§ TASK STATEMENT: Check each line of the material, and show the ones that include the word "extend".
(DATA EXTRACT)
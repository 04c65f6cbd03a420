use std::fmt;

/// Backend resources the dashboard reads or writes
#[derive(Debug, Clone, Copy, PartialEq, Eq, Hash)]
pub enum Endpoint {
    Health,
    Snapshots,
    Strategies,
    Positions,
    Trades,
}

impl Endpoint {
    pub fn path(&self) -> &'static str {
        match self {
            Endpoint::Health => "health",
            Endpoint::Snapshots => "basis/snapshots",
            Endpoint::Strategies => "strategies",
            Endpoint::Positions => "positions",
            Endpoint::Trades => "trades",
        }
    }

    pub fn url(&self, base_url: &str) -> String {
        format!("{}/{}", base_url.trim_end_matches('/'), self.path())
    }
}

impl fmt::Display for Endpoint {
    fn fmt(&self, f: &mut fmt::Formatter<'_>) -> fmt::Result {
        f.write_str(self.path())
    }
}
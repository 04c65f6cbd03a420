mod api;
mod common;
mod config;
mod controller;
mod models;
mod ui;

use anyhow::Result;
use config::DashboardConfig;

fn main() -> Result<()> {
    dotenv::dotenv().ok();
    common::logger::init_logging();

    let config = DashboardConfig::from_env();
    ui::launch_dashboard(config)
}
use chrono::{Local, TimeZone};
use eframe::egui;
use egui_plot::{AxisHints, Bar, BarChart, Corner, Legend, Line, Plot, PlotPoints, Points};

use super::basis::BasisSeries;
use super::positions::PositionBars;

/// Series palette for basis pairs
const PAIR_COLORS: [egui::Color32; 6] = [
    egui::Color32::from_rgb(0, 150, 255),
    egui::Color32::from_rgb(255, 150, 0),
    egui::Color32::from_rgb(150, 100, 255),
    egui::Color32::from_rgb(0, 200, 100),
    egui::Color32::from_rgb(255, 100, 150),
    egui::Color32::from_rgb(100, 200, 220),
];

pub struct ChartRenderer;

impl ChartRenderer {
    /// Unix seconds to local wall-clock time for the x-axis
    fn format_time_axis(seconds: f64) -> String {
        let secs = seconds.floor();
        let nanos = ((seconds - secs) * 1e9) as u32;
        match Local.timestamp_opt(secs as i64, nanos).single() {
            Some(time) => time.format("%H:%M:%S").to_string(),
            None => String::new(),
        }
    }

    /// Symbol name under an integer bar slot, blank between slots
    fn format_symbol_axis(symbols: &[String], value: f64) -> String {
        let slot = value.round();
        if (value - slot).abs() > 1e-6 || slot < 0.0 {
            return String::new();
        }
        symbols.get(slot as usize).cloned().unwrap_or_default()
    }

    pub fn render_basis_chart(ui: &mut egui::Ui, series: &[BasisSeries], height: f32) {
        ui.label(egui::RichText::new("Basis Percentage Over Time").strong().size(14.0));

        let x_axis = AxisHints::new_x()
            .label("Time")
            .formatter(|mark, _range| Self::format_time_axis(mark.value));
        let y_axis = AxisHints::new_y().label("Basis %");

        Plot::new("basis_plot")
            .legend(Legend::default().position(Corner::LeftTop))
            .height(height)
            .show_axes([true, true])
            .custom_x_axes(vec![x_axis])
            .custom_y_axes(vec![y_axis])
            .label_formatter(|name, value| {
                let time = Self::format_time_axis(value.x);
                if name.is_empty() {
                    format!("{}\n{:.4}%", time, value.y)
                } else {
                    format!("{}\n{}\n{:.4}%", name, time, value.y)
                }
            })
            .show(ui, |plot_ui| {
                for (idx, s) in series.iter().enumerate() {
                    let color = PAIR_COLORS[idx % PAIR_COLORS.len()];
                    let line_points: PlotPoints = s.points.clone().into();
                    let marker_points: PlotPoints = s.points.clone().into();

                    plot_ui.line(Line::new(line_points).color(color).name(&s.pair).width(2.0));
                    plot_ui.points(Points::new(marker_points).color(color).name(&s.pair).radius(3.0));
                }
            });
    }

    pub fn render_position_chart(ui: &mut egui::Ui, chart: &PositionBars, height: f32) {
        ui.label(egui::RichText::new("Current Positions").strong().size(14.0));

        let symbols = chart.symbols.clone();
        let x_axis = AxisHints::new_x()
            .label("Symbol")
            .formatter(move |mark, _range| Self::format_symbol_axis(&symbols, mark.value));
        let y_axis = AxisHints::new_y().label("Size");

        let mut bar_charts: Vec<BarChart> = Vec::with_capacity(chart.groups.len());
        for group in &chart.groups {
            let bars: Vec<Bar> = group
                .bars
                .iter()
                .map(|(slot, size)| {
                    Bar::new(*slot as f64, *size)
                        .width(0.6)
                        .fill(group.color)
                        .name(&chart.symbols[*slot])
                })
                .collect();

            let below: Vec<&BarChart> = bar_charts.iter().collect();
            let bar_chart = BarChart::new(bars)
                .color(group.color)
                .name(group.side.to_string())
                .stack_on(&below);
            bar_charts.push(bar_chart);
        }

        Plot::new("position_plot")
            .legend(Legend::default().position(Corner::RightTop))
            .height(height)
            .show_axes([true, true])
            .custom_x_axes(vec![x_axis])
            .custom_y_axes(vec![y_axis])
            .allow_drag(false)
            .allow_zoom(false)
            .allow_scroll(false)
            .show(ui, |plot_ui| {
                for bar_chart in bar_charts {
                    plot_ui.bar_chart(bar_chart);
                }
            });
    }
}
(End DATA EXTRACT)
(DATA EXTRACT)
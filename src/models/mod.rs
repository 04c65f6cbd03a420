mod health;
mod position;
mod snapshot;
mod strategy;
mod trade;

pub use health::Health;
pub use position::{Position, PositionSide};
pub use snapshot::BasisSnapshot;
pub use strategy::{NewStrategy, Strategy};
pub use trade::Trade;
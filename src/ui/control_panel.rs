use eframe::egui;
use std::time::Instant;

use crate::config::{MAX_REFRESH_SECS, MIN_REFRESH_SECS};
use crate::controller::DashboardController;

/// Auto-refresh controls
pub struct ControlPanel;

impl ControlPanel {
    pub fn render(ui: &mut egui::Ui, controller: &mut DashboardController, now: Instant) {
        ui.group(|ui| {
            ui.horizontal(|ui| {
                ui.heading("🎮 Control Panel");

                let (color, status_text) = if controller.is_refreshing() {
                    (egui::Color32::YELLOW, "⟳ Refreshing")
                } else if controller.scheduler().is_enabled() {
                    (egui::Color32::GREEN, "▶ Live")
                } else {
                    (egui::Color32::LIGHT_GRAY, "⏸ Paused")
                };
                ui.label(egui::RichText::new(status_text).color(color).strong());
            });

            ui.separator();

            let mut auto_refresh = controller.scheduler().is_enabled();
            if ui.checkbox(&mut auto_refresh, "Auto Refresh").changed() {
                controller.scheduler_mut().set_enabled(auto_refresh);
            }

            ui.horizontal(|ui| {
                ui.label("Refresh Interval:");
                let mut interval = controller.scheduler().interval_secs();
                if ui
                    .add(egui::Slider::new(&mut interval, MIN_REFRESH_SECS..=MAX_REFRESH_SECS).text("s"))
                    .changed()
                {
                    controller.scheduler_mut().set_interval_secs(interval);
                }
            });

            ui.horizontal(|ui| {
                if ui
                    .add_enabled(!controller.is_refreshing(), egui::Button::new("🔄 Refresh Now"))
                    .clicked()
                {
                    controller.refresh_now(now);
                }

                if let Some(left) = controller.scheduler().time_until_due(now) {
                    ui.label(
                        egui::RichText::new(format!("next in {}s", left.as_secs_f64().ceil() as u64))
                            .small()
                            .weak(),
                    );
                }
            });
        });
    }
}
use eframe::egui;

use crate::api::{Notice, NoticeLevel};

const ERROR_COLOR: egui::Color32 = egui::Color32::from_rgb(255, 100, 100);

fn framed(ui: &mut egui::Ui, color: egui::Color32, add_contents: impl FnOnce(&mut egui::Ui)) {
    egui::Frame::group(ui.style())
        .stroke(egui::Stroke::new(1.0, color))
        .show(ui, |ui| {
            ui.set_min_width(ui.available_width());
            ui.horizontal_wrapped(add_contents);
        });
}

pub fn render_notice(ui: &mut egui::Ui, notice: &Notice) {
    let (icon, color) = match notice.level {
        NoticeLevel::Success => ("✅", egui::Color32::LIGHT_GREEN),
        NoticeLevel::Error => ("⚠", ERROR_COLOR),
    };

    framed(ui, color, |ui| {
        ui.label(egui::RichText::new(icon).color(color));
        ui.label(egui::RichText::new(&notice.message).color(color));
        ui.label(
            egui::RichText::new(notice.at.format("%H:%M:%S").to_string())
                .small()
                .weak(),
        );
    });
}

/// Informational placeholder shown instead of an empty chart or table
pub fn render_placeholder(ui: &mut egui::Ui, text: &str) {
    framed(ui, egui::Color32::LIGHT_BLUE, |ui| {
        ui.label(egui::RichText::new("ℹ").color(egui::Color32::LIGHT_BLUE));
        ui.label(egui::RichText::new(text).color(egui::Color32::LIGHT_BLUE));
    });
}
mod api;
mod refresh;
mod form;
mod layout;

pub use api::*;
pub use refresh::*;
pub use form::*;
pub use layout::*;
(End DATA EXTRACT)
(DATA EXTRACT)
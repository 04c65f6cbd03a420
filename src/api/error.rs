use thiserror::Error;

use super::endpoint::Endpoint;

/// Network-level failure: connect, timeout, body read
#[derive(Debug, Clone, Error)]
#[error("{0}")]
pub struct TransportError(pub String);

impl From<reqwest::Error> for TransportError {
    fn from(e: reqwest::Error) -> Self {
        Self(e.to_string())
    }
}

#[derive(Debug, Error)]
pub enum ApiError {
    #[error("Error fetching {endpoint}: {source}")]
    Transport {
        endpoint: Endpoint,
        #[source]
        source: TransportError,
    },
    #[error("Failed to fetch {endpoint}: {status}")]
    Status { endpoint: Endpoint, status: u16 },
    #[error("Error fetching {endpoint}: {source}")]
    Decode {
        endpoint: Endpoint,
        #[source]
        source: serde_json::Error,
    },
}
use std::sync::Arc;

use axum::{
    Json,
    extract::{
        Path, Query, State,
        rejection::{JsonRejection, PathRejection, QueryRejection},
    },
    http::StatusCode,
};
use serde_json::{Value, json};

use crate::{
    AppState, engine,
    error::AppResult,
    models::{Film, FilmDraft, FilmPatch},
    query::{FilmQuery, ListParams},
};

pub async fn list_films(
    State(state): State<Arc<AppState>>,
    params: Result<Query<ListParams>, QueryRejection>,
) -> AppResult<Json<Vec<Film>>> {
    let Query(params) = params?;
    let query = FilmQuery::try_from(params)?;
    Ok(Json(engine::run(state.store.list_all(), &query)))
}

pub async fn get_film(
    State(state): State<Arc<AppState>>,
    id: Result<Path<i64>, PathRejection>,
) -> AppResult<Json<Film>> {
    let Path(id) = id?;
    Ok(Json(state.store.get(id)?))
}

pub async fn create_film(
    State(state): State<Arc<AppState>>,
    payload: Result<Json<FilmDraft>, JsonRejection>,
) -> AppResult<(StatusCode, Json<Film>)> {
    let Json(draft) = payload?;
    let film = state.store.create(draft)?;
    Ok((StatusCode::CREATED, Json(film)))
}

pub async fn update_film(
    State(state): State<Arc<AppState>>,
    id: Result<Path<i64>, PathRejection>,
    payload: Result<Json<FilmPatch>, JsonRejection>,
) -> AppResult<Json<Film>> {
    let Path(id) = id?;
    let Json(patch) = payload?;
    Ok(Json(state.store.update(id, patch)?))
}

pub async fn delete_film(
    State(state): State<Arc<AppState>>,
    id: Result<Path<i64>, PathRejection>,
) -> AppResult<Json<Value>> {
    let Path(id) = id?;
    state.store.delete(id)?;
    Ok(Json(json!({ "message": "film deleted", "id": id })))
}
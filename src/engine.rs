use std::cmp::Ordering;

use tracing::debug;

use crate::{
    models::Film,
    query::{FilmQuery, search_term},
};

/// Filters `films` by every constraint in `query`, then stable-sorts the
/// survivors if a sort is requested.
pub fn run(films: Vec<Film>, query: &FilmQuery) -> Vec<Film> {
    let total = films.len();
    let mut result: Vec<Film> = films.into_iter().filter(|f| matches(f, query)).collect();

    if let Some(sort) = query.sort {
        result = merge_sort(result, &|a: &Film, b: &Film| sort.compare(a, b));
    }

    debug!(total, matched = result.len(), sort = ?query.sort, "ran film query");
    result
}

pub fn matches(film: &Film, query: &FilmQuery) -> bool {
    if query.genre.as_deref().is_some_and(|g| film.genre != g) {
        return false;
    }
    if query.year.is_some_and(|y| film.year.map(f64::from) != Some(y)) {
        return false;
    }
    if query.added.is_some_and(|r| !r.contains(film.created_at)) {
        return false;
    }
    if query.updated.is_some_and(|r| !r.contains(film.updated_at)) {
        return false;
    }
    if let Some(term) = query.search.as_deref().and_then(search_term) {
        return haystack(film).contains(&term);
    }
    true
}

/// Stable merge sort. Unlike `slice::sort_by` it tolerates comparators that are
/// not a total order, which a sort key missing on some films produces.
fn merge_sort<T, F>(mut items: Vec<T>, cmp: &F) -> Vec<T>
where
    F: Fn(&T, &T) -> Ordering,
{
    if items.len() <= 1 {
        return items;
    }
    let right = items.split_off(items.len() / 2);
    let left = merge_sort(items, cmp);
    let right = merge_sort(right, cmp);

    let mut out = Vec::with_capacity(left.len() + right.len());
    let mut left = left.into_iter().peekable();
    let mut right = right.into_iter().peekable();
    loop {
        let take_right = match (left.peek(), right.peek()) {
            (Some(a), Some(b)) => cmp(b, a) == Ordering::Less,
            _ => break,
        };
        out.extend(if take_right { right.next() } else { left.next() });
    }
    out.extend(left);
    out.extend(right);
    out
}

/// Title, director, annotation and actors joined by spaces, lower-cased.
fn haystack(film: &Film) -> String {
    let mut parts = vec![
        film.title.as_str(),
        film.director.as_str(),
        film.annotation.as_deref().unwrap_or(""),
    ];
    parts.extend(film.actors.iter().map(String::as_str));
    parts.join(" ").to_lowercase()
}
(End DATA EXTRACT)
§ SOLUTION:
        out.extend(if take_right { right.next() } else { left.next() });
    out.extend(left);
    out.extend(right);
    parts.extend(film.actors.iter().map(String::as_str));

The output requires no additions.